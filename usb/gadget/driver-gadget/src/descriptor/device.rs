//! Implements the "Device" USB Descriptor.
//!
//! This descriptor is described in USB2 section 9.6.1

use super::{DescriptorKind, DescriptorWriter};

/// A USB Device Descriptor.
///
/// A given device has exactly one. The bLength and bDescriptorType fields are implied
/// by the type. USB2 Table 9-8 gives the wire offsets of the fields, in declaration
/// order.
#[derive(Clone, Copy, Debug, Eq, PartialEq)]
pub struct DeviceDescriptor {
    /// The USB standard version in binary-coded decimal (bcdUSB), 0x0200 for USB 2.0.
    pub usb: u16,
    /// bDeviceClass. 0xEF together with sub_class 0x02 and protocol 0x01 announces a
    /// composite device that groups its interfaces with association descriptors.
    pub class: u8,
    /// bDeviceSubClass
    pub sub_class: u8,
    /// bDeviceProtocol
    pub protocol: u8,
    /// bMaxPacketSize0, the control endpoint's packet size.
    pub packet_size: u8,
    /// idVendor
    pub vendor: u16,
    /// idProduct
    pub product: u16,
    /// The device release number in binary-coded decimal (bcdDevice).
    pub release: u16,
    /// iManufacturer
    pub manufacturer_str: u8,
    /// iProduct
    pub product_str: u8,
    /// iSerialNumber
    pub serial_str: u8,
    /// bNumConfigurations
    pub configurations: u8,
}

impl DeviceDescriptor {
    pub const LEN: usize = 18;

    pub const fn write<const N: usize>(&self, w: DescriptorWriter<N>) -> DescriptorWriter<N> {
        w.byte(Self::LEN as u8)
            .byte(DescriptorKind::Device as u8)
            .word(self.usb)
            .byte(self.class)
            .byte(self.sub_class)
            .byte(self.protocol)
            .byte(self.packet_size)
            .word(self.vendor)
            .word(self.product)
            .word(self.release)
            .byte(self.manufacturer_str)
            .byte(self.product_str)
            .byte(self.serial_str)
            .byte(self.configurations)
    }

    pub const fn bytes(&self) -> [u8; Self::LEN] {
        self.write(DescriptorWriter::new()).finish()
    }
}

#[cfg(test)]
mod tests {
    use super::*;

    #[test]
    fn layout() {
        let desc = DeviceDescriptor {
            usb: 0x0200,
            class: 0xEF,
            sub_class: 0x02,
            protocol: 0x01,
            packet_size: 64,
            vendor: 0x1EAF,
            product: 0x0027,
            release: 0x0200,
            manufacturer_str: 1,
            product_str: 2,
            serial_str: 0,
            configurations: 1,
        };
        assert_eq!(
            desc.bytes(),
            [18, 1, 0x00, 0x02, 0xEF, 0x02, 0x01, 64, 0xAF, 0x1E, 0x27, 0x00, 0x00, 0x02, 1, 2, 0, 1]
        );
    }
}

---

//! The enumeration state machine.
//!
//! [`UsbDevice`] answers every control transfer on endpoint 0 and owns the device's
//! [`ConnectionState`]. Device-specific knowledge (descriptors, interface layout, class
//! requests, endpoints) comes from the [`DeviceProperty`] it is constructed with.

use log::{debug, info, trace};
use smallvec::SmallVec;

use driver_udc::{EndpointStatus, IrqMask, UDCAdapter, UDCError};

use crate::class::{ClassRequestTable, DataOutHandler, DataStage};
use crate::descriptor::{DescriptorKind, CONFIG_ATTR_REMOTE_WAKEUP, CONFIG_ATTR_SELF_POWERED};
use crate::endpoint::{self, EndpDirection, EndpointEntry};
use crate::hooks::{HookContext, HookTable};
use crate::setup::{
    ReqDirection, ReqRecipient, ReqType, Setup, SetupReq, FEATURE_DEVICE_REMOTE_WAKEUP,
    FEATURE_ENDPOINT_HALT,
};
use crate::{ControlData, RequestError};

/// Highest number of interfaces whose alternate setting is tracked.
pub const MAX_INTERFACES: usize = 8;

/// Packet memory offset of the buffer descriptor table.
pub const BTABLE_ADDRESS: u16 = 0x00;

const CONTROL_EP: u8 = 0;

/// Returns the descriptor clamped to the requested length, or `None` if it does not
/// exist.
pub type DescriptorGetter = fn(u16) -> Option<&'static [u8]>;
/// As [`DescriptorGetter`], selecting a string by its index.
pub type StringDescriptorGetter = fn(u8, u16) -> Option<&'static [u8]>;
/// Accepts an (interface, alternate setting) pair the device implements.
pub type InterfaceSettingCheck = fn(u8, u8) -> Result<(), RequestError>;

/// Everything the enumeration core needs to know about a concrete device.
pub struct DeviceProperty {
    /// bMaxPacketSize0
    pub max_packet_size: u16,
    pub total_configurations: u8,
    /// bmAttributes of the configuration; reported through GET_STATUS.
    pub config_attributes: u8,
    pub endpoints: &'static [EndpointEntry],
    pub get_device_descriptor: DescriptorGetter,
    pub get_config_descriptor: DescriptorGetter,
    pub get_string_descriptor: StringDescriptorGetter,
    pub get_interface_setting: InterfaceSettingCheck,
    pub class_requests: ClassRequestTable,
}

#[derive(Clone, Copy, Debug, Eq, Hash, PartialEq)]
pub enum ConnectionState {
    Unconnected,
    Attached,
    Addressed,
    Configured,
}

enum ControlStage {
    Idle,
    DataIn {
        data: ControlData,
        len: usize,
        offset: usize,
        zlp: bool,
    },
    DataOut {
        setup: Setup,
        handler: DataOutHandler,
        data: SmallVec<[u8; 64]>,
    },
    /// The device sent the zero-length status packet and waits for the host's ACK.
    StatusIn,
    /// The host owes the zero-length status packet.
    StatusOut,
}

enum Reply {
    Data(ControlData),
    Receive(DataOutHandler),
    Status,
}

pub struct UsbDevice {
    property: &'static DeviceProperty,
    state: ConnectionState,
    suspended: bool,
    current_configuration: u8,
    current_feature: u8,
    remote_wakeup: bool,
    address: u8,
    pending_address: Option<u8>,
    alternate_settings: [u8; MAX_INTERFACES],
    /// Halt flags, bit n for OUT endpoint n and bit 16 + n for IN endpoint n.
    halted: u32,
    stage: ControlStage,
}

...

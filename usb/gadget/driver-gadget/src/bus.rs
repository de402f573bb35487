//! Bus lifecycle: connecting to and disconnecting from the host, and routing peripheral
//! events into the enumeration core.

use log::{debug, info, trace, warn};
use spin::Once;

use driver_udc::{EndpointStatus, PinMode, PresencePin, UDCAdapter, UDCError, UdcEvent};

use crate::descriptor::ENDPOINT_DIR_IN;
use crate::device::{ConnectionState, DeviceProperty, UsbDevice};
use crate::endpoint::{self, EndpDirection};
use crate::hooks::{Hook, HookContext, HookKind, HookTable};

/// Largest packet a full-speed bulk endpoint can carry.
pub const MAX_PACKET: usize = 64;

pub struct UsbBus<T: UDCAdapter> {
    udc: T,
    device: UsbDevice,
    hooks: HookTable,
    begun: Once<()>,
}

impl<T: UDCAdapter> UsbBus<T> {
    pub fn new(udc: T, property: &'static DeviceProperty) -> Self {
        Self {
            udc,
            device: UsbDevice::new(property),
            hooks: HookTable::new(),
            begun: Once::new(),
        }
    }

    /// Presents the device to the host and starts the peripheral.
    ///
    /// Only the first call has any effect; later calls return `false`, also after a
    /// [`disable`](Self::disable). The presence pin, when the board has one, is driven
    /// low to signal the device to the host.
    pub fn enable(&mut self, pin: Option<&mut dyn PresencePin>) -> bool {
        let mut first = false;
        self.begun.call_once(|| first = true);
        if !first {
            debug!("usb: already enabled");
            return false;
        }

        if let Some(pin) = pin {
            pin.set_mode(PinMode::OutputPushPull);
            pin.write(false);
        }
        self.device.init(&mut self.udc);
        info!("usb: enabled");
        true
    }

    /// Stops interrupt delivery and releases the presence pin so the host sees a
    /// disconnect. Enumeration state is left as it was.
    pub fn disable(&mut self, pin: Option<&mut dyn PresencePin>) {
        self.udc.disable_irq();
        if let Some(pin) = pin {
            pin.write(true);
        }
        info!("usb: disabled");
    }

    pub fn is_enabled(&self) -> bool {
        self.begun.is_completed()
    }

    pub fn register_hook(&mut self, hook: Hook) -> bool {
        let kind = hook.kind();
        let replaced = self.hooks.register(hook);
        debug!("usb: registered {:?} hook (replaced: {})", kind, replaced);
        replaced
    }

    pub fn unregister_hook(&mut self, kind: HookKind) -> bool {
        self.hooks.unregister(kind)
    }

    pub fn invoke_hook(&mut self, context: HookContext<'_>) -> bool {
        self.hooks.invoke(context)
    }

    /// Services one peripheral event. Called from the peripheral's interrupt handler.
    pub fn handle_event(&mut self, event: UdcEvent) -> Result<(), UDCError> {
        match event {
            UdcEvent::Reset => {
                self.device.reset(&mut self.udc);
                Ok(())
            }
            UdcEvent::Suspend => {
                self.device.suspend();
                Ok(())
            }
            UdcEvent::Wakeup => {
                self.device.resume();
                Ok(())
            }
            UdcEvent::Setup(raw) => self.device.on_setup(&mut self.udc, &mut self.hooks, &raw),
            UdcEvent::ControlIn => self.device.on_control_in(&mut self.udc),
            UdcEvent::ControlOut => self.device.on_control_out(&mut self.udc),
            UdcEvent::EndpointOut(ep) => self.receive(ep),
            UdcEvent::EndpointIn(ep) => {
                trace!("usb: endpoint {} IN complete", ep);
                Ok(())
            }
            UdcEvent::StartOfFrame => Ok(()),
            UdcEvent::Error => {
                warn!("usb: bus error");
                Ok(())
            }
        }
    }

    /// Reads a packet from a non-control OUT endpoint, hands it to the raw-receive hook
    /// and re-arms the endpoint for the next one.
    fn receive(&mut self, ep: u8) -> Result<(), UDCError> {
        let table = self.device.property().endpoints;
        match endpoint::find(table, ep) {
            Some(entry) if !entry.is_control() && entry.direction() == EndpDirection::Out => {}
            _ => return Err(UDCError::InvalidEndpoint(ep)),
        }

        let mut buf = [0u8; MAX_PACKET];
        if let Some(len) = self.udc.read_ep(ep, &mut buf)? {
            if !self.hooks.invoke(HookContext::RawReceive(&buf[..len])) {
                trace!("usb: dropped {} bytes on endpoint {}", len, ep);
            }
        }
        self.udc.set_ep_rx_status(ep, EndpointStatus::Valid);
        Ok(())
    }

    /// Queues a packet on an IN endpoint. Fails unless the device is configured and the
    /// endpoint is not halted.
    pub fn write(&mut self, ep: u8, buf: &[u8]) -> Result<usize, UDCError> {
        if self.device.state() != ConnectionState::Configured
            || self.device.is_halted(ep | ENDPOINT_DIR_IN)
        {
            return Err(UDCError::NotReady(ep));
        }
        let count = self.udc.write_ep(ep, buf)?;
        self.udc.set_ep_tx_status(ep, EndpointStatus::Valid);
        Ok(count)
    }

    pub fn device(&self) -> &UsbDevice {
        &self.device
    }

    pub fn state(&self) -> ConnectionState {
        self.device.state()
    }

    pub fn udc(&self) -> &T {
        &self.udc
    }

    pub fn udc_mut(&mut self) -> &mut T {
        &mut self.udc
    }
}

WORK ITEM -> Return every line in the listing that contains the word "Clone".

SOLUTION TO THE PROBLEM ->
#[derive(Clone, Copy, Debug, Eq, PartialEq)]
#[derive(Clone, Copy, Debug, Eq, Hash, PartialEq)]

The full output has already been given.